期間工物語(3)

入寮した次の日、月曜日は健康診断の日だった。履歴書持参の面接だけで合否を決めるトヨタの採用システムで、面接よりはこの健康診断で不合格になる割合のほうが多いという噂もあった。あるいは、健康診断を安全弁としているのかもしれない。
300人もの健康診断を1日で終わらせるためには、やはりトヨタ生産システムが使われてたのだろう。300もの男たち(女性は1~2%)がいるのだけれど、病院の中は静まりかえっていた。異様な風景だった。ボクはガス室に送り込まれる人たちを想像した。そのことを強く思ったのは「裸踊り」と言われるパンツ一枚になって体操をする検査の時だった。(それは恐らく刺青がないことを確認するための体操だったのだろうと思った。面接の時もそのことを確認された。)
今までやったことがなかったし、何か滑稽でもあった。ボクたちは踊らされていた。そしてその先にガス室が待っていたとしても誰も逆らう者はいないのではないかというほど従順だった。
裸で男たちが踊る。それを女性看護師2人が眺めている。ガムをクチャクチャやりながら、ニヤニヤ笑ってはいなかったのだけれど、多くの男たちは、羞恥心からだろうか身体が赤く火照っていた。寒さのせいではないはずだった。軽度の運動のせいでもないはずだった。

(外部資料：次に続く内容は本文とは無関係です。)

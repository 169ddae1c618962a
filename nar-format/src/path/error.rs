use std::fmt;

#[derive(Debug, Clone, PartialEq, Eq)]
pub enum IntoCanonPathError {
    UnrepresentableStr,
    InvalidSegment,
}

impl std::error::Error for IntoCanonPathError {}

impl fmt::Display for IntoCanonPathError {
    fn fmt(&self, f: &mut fmt::Formatter<'_>) -> fmt::Result {
        write!(f, "{}", self.as_str())
    }
}

impl IntoCanonPathError {
    pub fn as_str(&self) -> &str {
        match self {
            IntoCanonPathError::UnrepresentableStr => "unrepresentable string found in path",
            IntoCanonPathError::InvalidSegment => {
                "path segment is empty, `.`, `..` or contains a separator"
            }
        }
    }
}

その後、服を着ることなく問診があった。何もかも効率的に行われる。タクトタイムとして人間ひとりに対して70秒の時間が割り当てられているように感じていた。ボクたちは初日からラインに乗せられていたのだ。いや、生きるという能動的なことさえも、システムの中では単に生かされれているだけなのかもしれないと思った。作っているようで、実は作らされている、それが製造ラインのようでもあった。
そうして翌火曜日は、あの「肩叩き」の日だった。
「○○さんですね、荷物をまとめて来ていただけますか」と肩を叩かれる。
健康診断、特に血液検査で不合格になる人たちは、寮事務所に呼ばれて不合格になった理由を聞かされる。多くの人はその日のうちに豊田市を去って行く。さよならを言えないまま、2日前とは逆のルートを辿って田舎へと帰ってゆく。
土橋駅行きのタクシーがないのも火曜日の午後。
不合格になった人が乗り合いで土橋駅に行くなんてことは、近親相姦にも似た不埒なことで、孤独ということだけが唯一の救いのようでもあった。ボクたちが救われるのは、いつも孤独、そして沈黙だった。きっと、喋ってしまうと、泣き崩れる人が何人かいるはずだった。あるいは何人かは罵倒するはずだった。
その肩叩きは厳粛に執り行われる。宣告はさも残念なことのように粛々と告げられる。その対照として合格した人たち、ボクたちは、それまで抱いてた仕事に対する不安や、そこに持ち込んでいた人生に対する絶望なんてもの一切合切が「喜び」に変換される。そんな儀式のようなものでもあった。肩叩きの儀式は、良く出来た、あるいは、陳腐な田舎芝居を見ているようでもあった。巧妙な宗教的儀式として役割を持っていたとしてもだ。
その年の桜の花はいつまでも散らずにあった。桜の花をどちらかというと忌々しく思った。休憩の時間に外を見ると、荷物を抱えて門を出てゆくおじさんと目が合った。ボクは頭を下げた。おじさんも頭を下げた。それだけのことだったのだけれど、悲しくなった。今思うと肩を叩かれたほうが幸せだったのかもしれないと思う。そう思わせることが、その後ボクの目の前で起きたのだから。